Osteoporosis means “porous bone.” It occurs when you lose too much bone, make too little bone, or both. As a result, your bones become weak and may break from a minor fall or, in serious cases, even from simple actions, like sneezing or bumping into furniture.

If you look at healthy bone under a microscope, you will see that parts of it look like a honeycomb. If you have osteoporosis, the holes and spaces in the honeycomb are much bigger than they are in healthy bone. This means that your bones have lost density or mass and that the structure of your bone tissue has become abnormal. As your bones become less dense, they also become weaker and more likely to break.

“Osteoporosis is often called a silent disease because you don’t feel your bones getting weaker,” said Marcus Dill-Macky M.D., Medical Director of Women’s Services at Radiology Ltd. “Breaking a bone is often the first sign that you have osteoporosis or you may notice that you are getting shorter or that your upper back is curving forward,” continued Dill-Macky.

Once osteoporosis is discovered, bone strength can be restored using medications and lifestyle modifications that minimize the future risk of an osteoporotic fracture and its sequelae.

Osteoporosis is Common

About 52 million Americans have osteoporosis and low bone mass, placing them at increased risk for fractures. Studies suggest that approximately one in two women and up to one in four men age 50 and older will break a bone due to osteoporosis.  

Osteoporosis is Serious

Breaking a bone is a serious complication of osteoporosis, especially when you’re older. Broken bones due to osteoporosis are most likely to occur in the hip, spine and wrist, though other bones can also break. Broken bones can cause severe pain that may not go away. Bone fractures may result in a hospital admission, with surgery and prolonged rehabilitation.  Twenty percent of seniors who break a hip die within one year from problems related to the broken bone itself or the surgery to repair it. Many of those who survive lose their independence and need long-term nursing home care.

Osteoporosis is Costly

Osteoporosis is responsible for two million broken bones and $19 billion in related costs every year. By 2025, experts predict that osteoporosis will be responsible for approximately three million fractures and $25.3 billion in costs each year.

Are You at Risk?

There are a variety of factors - both controllable and uncontrollable - that put you at risk for developing osteoporosis. It is important to talk with your healthcare provider about your risk factors for osteoporosis and together you can develop a plan to protect your bones.

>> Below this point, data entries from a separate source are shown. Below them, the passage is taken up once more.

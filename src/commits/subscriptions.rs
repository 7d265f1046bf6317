//! Per-pool subscription to committer events.

use crate::chain::ChainSource;
use crate::commits::{CommitEvent, CommitEventKind, CommitLog};
use crate::engine::{EngineHandle, EngineMessage};
use crate::errors::{AppError, Result};
use crate::pool::PoolUpdate;
use ethers::types::Address;
use futures::StreamExt;
use std::collections::HashMap;
use std::sync::Arc;
use tokio::task::JoinHandle;
use tracing::{debug, info, warn};

#[derive(Debug, Clone, Copy, PartialEq, Eq)]
pub enum SubscriptionState {
    Unsubscribed,
    Subscribing,
    Subscribed,
}

/// Registers committer event handlers at most once per pool.
///
/// Each subscription forwards events onto the engine queue from its own task.
/// Creation events are held until the originating transaction's sender is
/// known, so per-pool ordering is preserved.
pub struct EventSubscriptionManager {
    chain: Arc<dyn ChainSource>,
    engine: EngineHandle,
    states: HashMap<Address, SubscriptionState>,
    forwarders: Vec<JoinHandle<()>>,
}

impl EventSubscriptionManager {
    pub fn new(chain: Arc<dyn ChainSource>, engine: EngineHandle) -> Self {
        Self {
            chain,
            engine,
            states: HashMap::new(),
            forwarders: Vec::new(),
        }
    }

    pub fn state(&self, pool: &Address) -> SubscriptionState {
        self.states
            .get(pool)
            .copied()
            .unwrap_or(SubscriptionState::Unsubscribed)
    }

    /// Subscribe to the pool's committer. Returns `false` if already subscribed.
    pub async fn subscribe(&mut self, pool: Address) -> Result<bool> {
        if self.state(&pool) != SubscriptionState::Unsubscribed {
            debug!(?pool, "[EVENTS] already subscribed");
            return Ok(false);
        }
        let committer = {
            let pools = self.engine.pools();
            let Some(snapshot) = pools.pools.get(&pool) else {
                return Err(AppError::StaleReference(format!("pool {pool:?} not loaded")));
            };
            if snapshot.subscribed {
                self.states.insert(pool, SubscriptionState::Subscribed);
                return Ok(false);
            }
            snapshot.committer_address
        };

        self.states.insert(pool, SubscriptionState::Subscribing);
        let stream = match self.chain.subscribe_commits(committer).await {
            Ok(stream) => stream,
            Err(e) => {
                self.states.insert(pool, SubscriptionState::Unsubscribed);
                warn!(?pool, error = %e, "[EVENTS] subscription failed");
                return Err(e);
            }
        };

        let chain = self.chain.clone();
        let engine = self.engine.clone();
        self.forwarders.push(tokio::spawn(async move {
            let mut stream = stream;
            while let Some(log) = stream.next().await {
                let event = attribute(chain.as_ref(), pool, log).await;
                if engine.dispatch(EngineMessage::Commit(event)).is_err() {
                    break;
                }
            }
            debug!(?pool, "[EVENTS] forwarder finished");
        }));

        self.engine.dispatch(EngineMessage::Pool(PoolUpdate::SetSubscribed {
            pool,
            value: true,
        }))?;
        self.states.insert(pool, SubscriptionState::Subscribed);
        info!(?pool, ?committer, "[EVENTS] subscribed to committer");
        Ok(true)
    }

    /// Number of live forwarding tasks.
    pub fn active(&self) -> usize {
        self.forwarders.iter().filter(|h| !h.is_finished()).count()
    }
}

/// Attach the pool and, for creations, the sender of the originating transaction.
async fn attribute(chain: &dyn ChainSource, pool: Address, log: CommitLog) -> CommitEvent {
    let kind = match log.kind {
        CommitEventKind::Created {
            id,
            amount,
            commit_type,
            sender: None,
        } => {
            let sender = match chain.transaction_sender(log.log.tx_hash).await {
                Ok(sender) => sender,
                Err(e) => {
                    warn!(?pool, id, error = %e, "[EVENTS] could not resolve commit sender");
                    None
                }
            };
            CommitEventKind::Created {
                id,
                amount,
                commit_type,
                sender,
            }
        }
        other => other,
    };
    CommitEvent {
        pool,
        log: log.log,
        kind,
    }
}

A woman’s risk of breaking a hip due to osteoporosis is equal to her risk of breast, ovarian, and uterine cancer combined.  A man age 50 or older is more likely to break a bone due to osteoporosis than he is to develop prostate cancer.

Uncontrollable Risk Factors

 • Age> 50.

 • Female gender.

 • Menopause.

 • Family history of osteoporosis.

 • Low body weight/being small and thin body frame.

 • Broken bones or height loss.

Controllable Risk Factors

 •Not getting enough calcium and vitamin D.

 • Not eating enough fruits and vegetables.

 • Getting too much protein, sodium, and caffeine.

 • Having an inactive lifestyle.

 • Smoking.

 • Drinking too much alcohol.

 • Losing weight.

There are also medications and diseases that can cause bone loss and increase your risk of osteoporosis.

Making a Diagnosis

All women should be screened for osteoporosis with an initial DEXA scan at age 65.  

DEXA may be performed earlier in women at increased risk.

Men should consider having a DEXA scan at age 70.

DEXA is a very low dose X-ray test that takes 10minutes to perform and is painless.

“An osteoporotic fracture can have profoundly negative effects on your life or that of a loved one. I encourage you to take control of your health and inquire about screening for osteoporosis with DEXA,” said Dr. Dill-Macky.